* [Problem to work on]:
Return every record exactly. Omit nothing.

* [Dataset records]:

//! Connection registry and per-connection state
//!
//! Tracks every live broadcaster and viewer connection from offer receipt
//! until the Closed/Failed cleanup removes it. The registry and the relay's
//! source table are the only state shared across concurrent negotiations.

pub mod connection;
pub mod error;
pub mod store;

pub use connection::{Connection, ConnectionId, ConnectionState, Role};
pub use error::RegistryError;
pub use store::ConnectionRegistry;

* [Answer section]:
//! Connection registry and per-connection state
//!
//! Tracks every live broadcaster and viewer connection from offer receipt
//! until the Closed/Failed cleanup removes it. The registry and the relay's
//! source table are the only state shared across concurrent negotiations.

pub mod connection;
pub mod error;
pub mod store;

pub use connection::{Connection, ConnectionId, ConnectionState, Role};
pub use error::RegistryError;
pub use store::ConnectionRegistry;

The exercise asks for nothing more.